Only about two days before the crucifixion, Mark tells us, “Jesus was teaching in the temple courts.” After Herod’s reconstruction of the temple, these were huge flat areas outside but surrounding the temple building itself. Most were open to the sky, but there were also four covered sections on the perimeter, the eastern of which was Solomon’s Colonnade (John 10:22), above the Kidron Valley.
As He was teaching, again in Mark’s words, “the large crowd listened to him with delight.” (12:37) This is intriguing. Just what was He teaching them? For the people to be ‘filled with delight’, it must have been something they enjoyed—nothing accusatory, nothing harsh, nothing to condemn them. Possibly what they learned that day was a true understanding of the law and how its burden could be lifted. They may have learned to understand the prophets better. They may even have learned whose son the Messiah would be. In fact, this is the question Jesus raised, but apparently left unanswered.

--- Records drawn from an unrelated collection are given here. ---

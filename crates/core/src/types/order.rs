//! Orders placed by the signed-in account.

use rust_decimal::Decimal;
use serde::{Deserialize, Serialize};

use super::{CurrencyCode, OrderId};

/// Order fulfillment status.
#[derive(Debug, Clone, Copy, PartialEq, Eq, Hash, Serialize, Deserialize, Default)]
#[serde(rename_all = "snake_case")]
pub enum FulfillmentStatus {
    #[default]
    Unfulfilled,
    PartiallyFulfilled,
    Fulfilled,
}

/// Summary of a placed order.
#[derive(Debug, Clone, PartialEq, Eq, Serialize, Deserialize)]
pub struct Order {
    pub id: OrderId,
    /// Customer-facing order number, e.g. `#1042`.
    pub number: String,
    /// Exact order total in the currency's standard unit.
    pub total: Decimal,
    pub currency: CurrencyCode,
    #[serde(default)]
    pub fulfillment: FulfillmentStatus,
}

impl Order {
    /// Whether every item of the order has shipped.
    #[must_use]
    pub fn is_fulfilled(&self) -> bool {
        self.fulfillment == FulfillmentStatus::Fulfilled
    }
}
//! Vitrine Core - Shared domain types.
//!
//! This crate provides the types the storefront presentation layer reads:
//! products, navigation collections, accounts, orders, notifications and drawers,
//! together with the locale and pricing types they are built from.
//!
//! # Architecture
//!
//! The core crate contains only types and pure functions - no I/O, no
//! rendering, no state management. Entities defined here are read-only from
//! the view layer's perspective.
//!
//! # Modules
//!
//! - [`types`] - Newtype wrappers for ids, locales, prices and UI state values
//! - [`slug`] - Deterministic URL slug derivation

#![cfg_attr(not(test), forbid(unsafe_code))]

pub mod slug;
pub mod types;

pub use slug::slugify;
pub use types::*;
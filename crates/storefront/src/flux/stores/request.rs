//! Latest-request tracking shared by the fetch-backed stores.

use crate::flux::RequestId;

/// Remembers the most recently started request of one fetch kind.
///
/// A response is applied only when it answers that request; anything older
/// is stale and dropped.
#[derive(Debug, Default, Clone, Copy)]
pub(crate) struct LatestRequest {
    latest: Option<RequestId>,
    loading: bool,
}

impl LatestRequest {
    pub(crate) const fn latest(self) -> Option<RequestId> {
        self.latest
    }

    pub(crate) const fn is_loading(self) -> bool {
        self.loading
    }

    pub(crate) const fn start(&mut self, request: RequestId) {
        self.latest = Some(request);
        self.loading = true;
    }

    /// Settle `request` if it is the latest one. Returns `false` for a stale
    /// response, which must not touch the store.
    pub(crate) fn settle(&mut self, request: RequestId, fetch: &'static str) -> bool {
        if self.latest != Some(request) {
            tracing::debug!(
                fetch,
                request = request.as_u64(),
                latest = ?self.latest.map(RequestId::as_u64),
                "dropping stale response"
            );
            return false;
        }
        self.loading = false;
        true
    }
}
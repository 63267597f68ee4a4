//! Integration tests for the server-rendered storefront.
//!
//! Requests go through the full router in-process; no socket is bound.

#![allow(clippy::unwrap_used)]

use axum::http::{StatusCode, header};
use vitrine_integration_tests::{app, body_text, get};

// =============================================================================
// Health and Redirects
// =============================================================================

#[tokio::test]
async fn test_health() {
    let response = get(app(), "/health").await;
    assert_eq!(response.status(), StatusCode::OK);
    assert_eq!(body_text(response).await, "ok");
}

#[tokio::test]
async fn test_root_redirects_to_default_locale() {
    let response = get(app(), "/").await;
    assert!(response.status().is_redirection());
    assert_eq!(response.headers()[header::LOCATION], "/en");
}

#[tokio::test]
async fn test_locale_variant_redirects_to_supported_locale() {
    let response = get(app(), "/pt-BR").await;
    assert_eq!(response.status(), StatusCode::PERMANENT_REDIRECT);
    assert_eq!(response.headers()[header::LOCATION], "/pt");
}

#[tokio::test]
async fn test_stale_slug_redirects_to_canonical() {
    let response = get(app(), "/en/products/p1/old-name?drawer=cart").await;
    assert_eq!(response.status(), StatusCode::PERMANENT_REDIRECT);
    assert_eq!(
        response.headers()[header::LOCATION],
        "/en/products/p1/blue-shirt?drawer=cart"
    );
}

#[tokio::test]
async fn test_missing_slug_redirects_to_canonical() {
    let response = get(app(), "/pt/collections/shirts").await;
    assert_eq!(response.status(), StatusCode::PERMANENT_REDIRECT);
    assert_eq!(
        response.headers()[header::LOCATION],
        "/pt/collections/shirts/camisas"
    );
}

#[tokio::test]
async fn test_unicode_slug_is_percent_encoded() {
    let response = get(app(), "/pt/collections/shoes/x").await;
    assert_eq!(
        response.headers()[header::LOCATION],
        "/pt/collections/shoes/cal%C3%A7ado"
    );

    let response = get(app(), "/pt/collections/shoes/cal%C3%A7ado").await;
    assert_eq!(response.status(), StatusCode::OK);
}

#[tokio::test]
async fn test_missing_translation_serves_slugless_url() {
    // p2 has no Portuguese name, so its canonical URL has no slug.
    let response = get(app(), "/pt/products/p2/linen-shirt").await;
    assert_eq!(response.headers()[header::LOCATION], "/pt/products/p2");

    let response = get(app(), "/pt/products/p2").await;
    assert_eq!(response.status(), StatusCode::OK);
}

#[tokio::test]
async fn test_rendered_links_resolve() {
    let html = body_text(get(app(), "/pt").await).await;
    assert!(html.contains("href=\"/pt/products/p2\""));

    let links: Vec<&str> = html
        .split("href=\"")
        .skip(1)
        .filter_map(|rest| rest.split('"').next())
        .filter(|href| href.starts_with("/pt/products/") || href.starts_with("/pt/collections/"))
        .collect();
    assert!(!links.is_empty());

    let base = url::Url::parse("http://localhost/").unwrap();
    for href in links {
        // Browsers percent-encode unicode slugs before sending them.
        let uri = base.join(href).unwrap();
        let response = get(app(), uri.path()).await;
        assert_eq!(response.status(), StatusCode::OK, "{href}");
    }
}

// =============================================================================
// Pages
// =============================================================================

#[tokio::test]
async fn test_home_renders_shell_and_grid() {
    let response = get(app(), "/en").await;
    assert_eq!(response.status(), StatusCode::OK);
    let html = body_text(response).await;

    assert!(html.contains("<html lang=\"en\">"));
    assert!(html.contains("href=\"/en/products/p1/blue-shirt\""));
    assert!(html.contains("itemprop=\"price\" content=\"19.99\""));
    assert!(html.contains("href=\"/en/collections/shirts/shirts\""));
    assert!(html.contains("/static/css/application.css"));
    assert!(html.contains("/static/css/product_list_item.css"));
    assert!(html.contains("Test Shop"));
    assert!(html.contains("class=\"application__overlay\""));
}

#[tokio::test]
async fn test_collection_page_lists_its_products() {
    let html = body_text(get(app(), "/en/collections/shoes/shoes").await).await;

    assert!(html.contains("<title>Shoes | Test Shop</title>"));
    assert!(html.contains("/en/products/p3/trail-shoes"));
    assert!(!html.contains("/en/products/p1/blue-shirt"));
}

#[tokio::test]
async fn test_product_page_in_portuguese() {
    let html = body_text(get(app(), "/pt/products/p1/camisa-azul").await).await;

    assert!(html.contains("<html lang=\"pt\">"));
    assert!(html.contains("Camisa Azul"));
    assert!(html.contains("19,99 $"));
    assert!(html.contains("itemprop=\"priceCurrency\" content=\"USD\""));
}

#[tokio::test]
async fn test_drawer_query_opens_drawer() {
    let html = body_text(get(app(), "/en?drawer=menu").await).await;

    assert!(html.contains("application__overlay--left-drawer-open"));
    assert!(html.contains("application__container--left-drawer-open"));
    assert!(html.contains("application__drawer--left application__drawer--open"));
}

#[tokio::test]
async fn test_unknown_drawer_is_bad_request() {
    let response = get(app(), "/en?drawer=wishlist").await;
    assert_eq!(response.status(), StatusCode::BAD_REQUEST);
}

// =============================================================================
// Not Found
// =============================================================================

#[tokio::test]
async fn test_unknown_product_is_not_found() {
    let response = get(app(), "/en/products/p404/anything").await;
    assert_eq!(response.status(), StatusCode::NOT_FOUND);
    assert!(body_text(response).await.contains("Page not found"));
}

#[tokio::test]
async fn test_unknown_locale_renders_default_locale_not_found() {
    let response = get(app(), "/fr/products/p1/blue-shirt").await;
    assert_eq!(response.status(), StatusCode::NOT_FOUND);
    assert!(body_text(response).await.contains("<html lang=\"en\">"));
}

#[tokio::test]
async fn test_unmatched_path_is_not_found() {
    let response = get(app(), "/en/checkout/now/please/ok").await;
    assert_eq!(response.status(), StatusCode::NOT_FOUND);
}

// =============================================================================
// Static Assets
// =============================================================================

#[tokio::test]
async fn test_static_stylesheet_served() {
    let response = get(app(), "/static/css/application.css").await;
    assert_eq!(response.status(), StatusCode::OK);
    assert!(body_text(response).await.contains(".application__overlay"));
}
//! Store identity and the store trait.

use core::fmt;
use core::ops::{BitOr, BitOrAssign};

use super::Action;

/// Identifies one store of the application.
#[derive(Debug, Clone, Copy, PartialEq, Eq, Hash)]
#[repr(u8)]
pub enum StoreId {
    Account = 0,
    Application = 1,
    Collections = 2,
    Drawer = 3,
    NotificationQueue = 4,
    PageLoading = 5,
    Orders = 6,
}

impl StoreId {
    /// Every store, in declaration order.
    pub const ALL: [Self; 7] = [
        Self::Account,
        Self::Application,
        Self::Collections,
        Self::Drawer,
        Self::NotificationQueue,
        Self::PageLoading,
        Self::Orders,
    ];

    /// Store name used in logs.
    #[must_use]
    pub const fn name(self) -> &'static str {
        match self {
            Self::Account => "AccountStore",
            Self::Application => "ApplicationStore",
            Self::Collections => "CollectionsStore",
            Self::Drawer => "DrawerStore",
            Self::NotificationQueue => "NotificationQueueStore",
            Self::PageLoading => "PageLoadingStore",
            Self::Orders => "OrdersStore",
        }
    }

    const fn bit(self) -> u8 {
        1 << (self as u8)
    }
}

/// A set of stores, used both for subscriptions and for change reports.
#[derive(Clone, Copy, PartialEq, Eq, Hash, Default)]
pub struct StoreSet(u8);

impl StoreSet {
    /// The empty set.
    pub const EMPTY: Self = Self(0);

    /// A set holding a single store.
    #[must_use]
    pub const fn of(id: StoreId) -> Self {
        Self(id.bit())
    }

    /// This set with `id` added.
    #[must_use]
    pub const fn with(self, id: StoreId) -> Self {
        Self(self.0 | id.bit())
    }

    /// Whether `id` is in the set.
    #[must_use]
    pub const fn contains(self, id: StoreId) -> bool {
        self.0 & id.bit() != 0
    }

    /// Whether the two sets share at least one store.
    #[must_use]
    pub const fn intersects(self, other: Self) -> bool {
        self.0 & other.0 != 0
    }

    #[must_use]
    pub const fn is_empty(self) -> bool {
        self.0 == 0
    }

    /// Stores in the set, in declaration order.
    pub fn iter(self) -> impl Iterator<Item = StoreId> {
        StoreId::ALL
            .into_iter()
            .filter(move |id| self.contains(*id))
    }
}

impl BitOr for StoreSet {
    type Output = Self;

    fn bitor(self, rhs: Self) -> Self {
        Self(self.0 | rhs.0)
    }
}

impl BitOrAssign for StoreSet {
    fn bitor_assign(&mut self, rhs: Self) {
        self.0 |= rhs.0;
    }
}

impl FromIterator<StoreId> for StoreSet {
    fn from_iter<I: IntoIterator<Item = StoreId>>(iter: I) -> Self {
        iter.into_iter().fold(Self::EMPTY, Self::with)
    }
}

impl fmt::Debug for StoreSet {
    fn fmt(&self, f: &mut fmt::Formatter<'_>) -> fmt::Result {
        f.debug_set()
            .entries(self.iter().map(StoreId::name))
            .finish()
    }
}

/// An independently owned unit of application state.
///
/// Stores are mutated only by [`Store::handle`], which the context calls for
/// every dispatched action. A store finishes its mutation before returning,
/// so subscribers notified afterwards always observe a consistent snapshot.
pub trait Store {
    /// Identity of this store.
    const ID: StoreId;

    /// Apply an action. Returns `true` when the store's state changed.
    fn handle(&mut self, action: &Action) -> bool;
}
//! Which side drawer is open.

use vitrine_core::Drawer;

use crate::flux::{Action, Store, StoreId};

/// Holds the opened drawer. Drawers are exclusive: opening one replaces
/// whichever was open before.
#[derive(Debug, Default)]
pub struct DrawerStore {
    opened: Option<Drawer>,
}

impl DrawerStore {
    /// The open drawer, or `None` when all drawers are closed.
    #[must_use]
    pub const fn opened_drawer(&self) -> Option<Drawer> {
        self.opened
    }

    fn set(&mut self, drawer: Option<Drawer>) -> bool {
        let changed = self.opened != drawer;
        self.opened = drawer;
        changed
    }
}

impl Store for DrawerStore {
    const ID: StoreId = StoreId::Drawer;

    fn handle(&mut self, action: &Action) -> bool {
        match action {
            Action::TriggerDrawer(drawer) => self.set(*drawer),
            Action::Navigate { .. } => self.set(None),
            _ => false,
        }
    }
}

In three simple verses (Mark 12:35-37), Jesus touches on prophecy of the Messiah, His incarnation, and His ultimate victory. It’s delightful to see the puzzle Jesus raised. As an aside, Gary Weeks did a similar thing in his book, Could You Ever Love Me Again? Gary asked, “How can a person born once, die twice; and a person born twice, die once?”
But, to get back to Jesus’ puzzle… Surprisingly, the teachers of the law were right. The problem was that they weren’t following through. To be true to Scripture, they should have looked more closely at Psalm 110.
It is a psalm of David. In the first verse, the LORD, God, Jehovah speaks, and He speaks to David’s Lord. And David’s Lord is sitting at God’s right hand, until a battle has been fought and a victory gained. The apparent impossibility in this text is for David to call any of his descendants, ‘Lord’. It should always be his descendants calling him, ‘Lord’.
But where does it say that Messiah is David’s son? For that we have to go to several Old Testament scriptures that start with a wider focus—a descendant of Judah (Gen.49:10), of the house of David (Isa.9:7), in Bethlehem (Micah 5:2), of a virgin (Isa.7:13, 14). The teachers of the law knew all this—they could have gone through all these prophecies, checked them off, one by one, and known that Jesus was the fulfillment. Why didn’t they? It seems they just weren’t ready to humble themselves, unlike Nicodemus. Pride and power-hunger held them back. Getting back to the crowd and their experience—how delighted we are too, as we work our way through the stories of Jesus. He walked on water, He calmed the waves, He raised the widow’s son in Nain, He healed the madman of Gerasa. This is the Man who is our Lord, too. We belong to Him. ‘Delighted’ is hardly enough (Are we getting too mystical‽) —we have a better word— ‘thrilled’, ‘captivated’, even ‘enraptured’, might be our choice.